Your instructions —
In the entries below, find each line bearing the string "running" and copy it.

Given data —

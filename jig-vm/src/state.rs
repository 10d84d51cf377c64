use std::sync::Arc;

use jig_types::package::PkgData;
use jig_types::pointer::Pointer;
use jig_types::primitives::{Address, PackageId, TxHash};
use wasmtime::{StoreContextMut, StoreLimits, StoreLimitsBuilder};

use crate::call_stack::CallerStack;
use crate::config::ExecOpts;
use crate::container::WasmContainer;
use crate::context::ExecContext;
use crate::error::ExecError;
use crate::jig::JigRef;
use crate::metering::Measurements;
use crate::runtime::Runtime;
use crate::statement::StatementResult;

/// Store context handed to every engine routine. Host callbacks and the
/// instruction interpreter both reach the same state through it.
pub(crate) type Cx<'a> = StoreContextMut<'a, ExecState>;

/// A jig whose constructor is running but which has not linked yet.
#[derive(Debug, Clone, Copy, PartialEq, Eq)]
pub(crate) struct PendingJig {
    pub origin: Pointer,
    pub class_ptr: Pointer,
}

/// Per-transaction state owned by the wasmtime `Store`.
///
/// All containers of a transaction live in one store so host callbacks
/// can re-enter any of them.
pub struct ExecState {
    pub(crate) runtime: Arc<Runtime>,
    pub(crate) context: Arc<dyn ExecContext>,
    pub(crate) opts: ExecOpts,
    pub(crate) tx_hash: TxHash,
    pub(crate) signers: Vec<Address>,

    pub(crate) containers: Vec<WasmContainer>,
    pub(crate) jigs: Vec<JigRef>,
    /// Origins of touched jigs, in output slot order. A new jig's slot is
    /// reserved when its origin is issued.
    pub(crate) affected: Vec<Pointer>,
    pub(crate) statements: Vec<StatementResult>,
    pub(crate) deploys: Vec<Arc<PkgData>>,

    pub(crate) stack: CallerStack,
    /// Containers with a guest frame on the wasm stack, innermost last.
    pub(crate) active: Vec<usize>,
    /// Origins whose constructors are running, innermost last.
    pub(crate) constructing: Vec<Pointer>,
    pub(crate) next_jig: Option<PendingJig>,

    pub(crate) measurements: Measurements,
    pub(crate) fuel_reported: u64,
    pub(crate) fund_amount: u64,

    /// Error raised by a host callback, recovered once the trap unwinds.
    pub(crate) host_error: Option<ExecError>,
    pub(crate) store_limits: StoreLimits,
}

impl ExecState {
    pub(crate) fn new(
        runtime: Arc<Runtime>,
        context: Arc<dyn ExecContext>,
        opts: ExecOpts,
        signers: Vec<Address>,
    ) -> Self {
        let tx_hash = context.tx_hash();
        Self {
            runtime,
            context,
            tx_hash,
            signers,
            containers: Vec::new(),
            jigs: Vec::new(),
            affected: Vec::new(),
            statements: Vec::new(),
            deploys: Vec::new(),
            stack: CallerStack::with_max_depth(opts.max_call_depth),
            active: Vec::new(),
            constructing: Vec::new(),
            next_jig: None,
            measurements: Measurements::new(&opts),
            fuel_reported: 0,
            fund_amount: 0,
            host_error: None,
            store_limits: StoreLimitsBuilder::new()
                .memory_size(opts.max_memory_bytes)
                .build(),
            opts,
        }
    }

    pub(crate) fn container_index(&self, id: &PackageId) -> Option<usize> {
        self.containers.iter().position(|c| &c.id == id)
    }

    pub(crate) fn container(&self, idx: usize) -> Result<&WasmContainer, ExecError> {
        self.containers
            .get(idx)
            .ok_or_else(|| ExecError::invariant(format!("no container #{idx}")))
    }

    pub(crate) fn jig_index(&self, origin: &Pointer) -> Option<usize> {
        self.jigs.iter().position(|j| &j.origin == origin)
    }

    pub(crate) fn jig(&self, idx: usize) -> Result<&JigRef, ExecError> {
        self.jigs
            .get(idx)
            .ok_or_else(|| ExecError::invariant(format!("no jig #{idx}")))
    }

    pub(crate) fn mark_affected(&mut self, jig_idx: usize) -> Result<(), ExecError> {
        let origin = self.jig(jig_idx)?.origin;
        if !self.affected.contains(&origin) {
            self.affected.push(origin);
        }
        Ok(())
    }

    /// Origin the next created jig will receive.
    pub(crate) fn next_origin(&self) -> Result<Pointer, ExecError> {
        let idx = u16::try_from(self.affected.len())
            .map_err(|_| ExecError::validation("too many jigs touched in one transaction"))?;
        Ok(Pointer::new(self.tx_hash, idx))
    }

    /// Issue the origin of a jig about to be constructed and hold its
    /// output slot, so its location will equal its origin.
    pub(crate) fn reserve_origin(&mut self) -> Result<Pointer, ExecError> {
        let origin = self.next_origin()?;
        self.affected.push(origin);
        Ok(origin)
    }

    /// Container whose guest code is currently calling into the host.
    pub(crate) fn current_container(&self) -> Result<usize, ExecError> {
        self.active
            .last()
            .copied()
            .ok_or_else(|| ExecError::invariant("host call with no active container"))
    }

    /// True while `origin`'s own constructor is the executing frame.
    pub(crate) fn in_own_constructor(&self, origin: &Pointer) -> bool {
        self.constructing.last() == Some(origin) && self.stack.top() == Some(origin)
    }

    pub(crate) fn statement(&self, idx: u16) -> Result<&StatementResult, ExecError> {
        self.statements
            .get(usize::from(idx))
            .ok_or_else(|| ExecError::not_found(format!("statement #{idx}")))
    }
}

==

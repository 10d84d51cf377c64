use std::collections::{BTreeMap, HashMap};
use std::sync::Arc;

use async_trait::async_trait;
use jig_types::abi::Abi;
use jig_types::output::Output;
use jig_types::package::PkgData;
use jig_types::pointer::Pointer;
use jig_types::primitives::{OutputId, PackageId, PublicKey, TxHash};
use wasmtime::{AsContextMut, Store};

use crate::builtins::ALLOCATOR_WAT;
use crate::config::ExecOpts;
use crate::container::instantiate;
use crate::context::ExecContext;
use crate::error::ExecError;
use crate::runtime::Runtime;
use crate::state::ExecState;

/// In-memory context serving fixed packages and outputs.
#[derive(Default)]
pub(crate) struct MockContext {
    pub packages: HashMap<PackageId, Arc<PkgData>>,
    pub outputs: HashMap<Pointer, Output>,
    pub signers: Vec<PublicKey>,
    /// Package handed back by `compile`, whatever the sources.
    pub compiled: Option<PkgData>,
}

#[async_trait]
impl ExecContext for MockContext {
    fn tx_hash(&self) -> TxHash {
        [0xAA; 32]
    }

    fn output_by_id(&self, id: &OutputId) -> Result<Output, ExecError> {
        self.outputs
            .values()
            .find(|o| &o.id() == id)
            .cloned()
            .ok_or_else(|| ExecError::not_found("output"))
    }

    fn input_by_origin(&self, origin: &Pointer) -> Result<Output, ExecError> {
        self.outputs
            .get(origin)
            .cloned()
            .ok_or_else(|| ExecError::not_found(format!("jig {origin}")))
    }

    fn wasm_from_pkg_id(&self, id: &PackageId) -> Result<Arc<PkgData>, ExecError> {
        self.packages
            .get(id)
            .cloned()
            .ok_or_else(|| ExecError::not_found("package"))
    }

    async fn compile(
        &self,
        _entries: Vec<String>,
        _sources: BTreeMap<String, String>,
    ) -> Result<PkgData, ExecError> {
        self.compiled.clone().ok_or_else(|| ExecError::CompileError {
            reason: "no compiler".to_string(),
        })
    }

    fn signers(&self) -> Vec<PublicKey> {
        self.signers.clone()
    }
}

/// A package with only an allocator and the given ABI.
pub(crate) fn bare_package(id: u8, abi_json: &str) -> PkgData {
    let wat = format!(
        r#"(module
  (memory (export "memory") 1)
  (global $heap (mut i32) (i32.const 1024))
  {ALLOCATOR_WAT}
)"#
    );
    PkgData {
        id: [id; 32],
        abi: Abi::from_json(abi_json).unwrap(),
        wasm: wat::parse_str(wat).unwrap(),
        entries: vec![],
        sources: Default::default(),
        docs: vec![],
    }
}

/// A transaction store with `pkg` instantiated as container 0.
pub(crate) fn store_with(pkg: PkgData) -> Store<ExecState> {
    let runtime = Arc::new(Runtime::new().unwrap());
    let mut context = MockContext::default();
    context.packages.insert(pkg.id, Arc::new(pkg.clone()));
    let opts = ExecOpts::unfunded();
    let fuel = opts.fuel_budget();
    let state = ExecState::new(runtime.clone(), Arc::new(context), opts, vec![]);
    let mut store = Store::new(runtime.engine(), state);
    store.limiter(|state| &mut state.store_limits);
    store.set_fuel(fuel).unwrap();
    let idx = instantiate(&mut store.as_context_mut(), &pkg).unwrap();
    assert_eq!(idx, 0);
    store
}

Completed task —
/// A jig whose constructor is running but which has not linked yet.
    /// Origins whose constructors are running, innermost last.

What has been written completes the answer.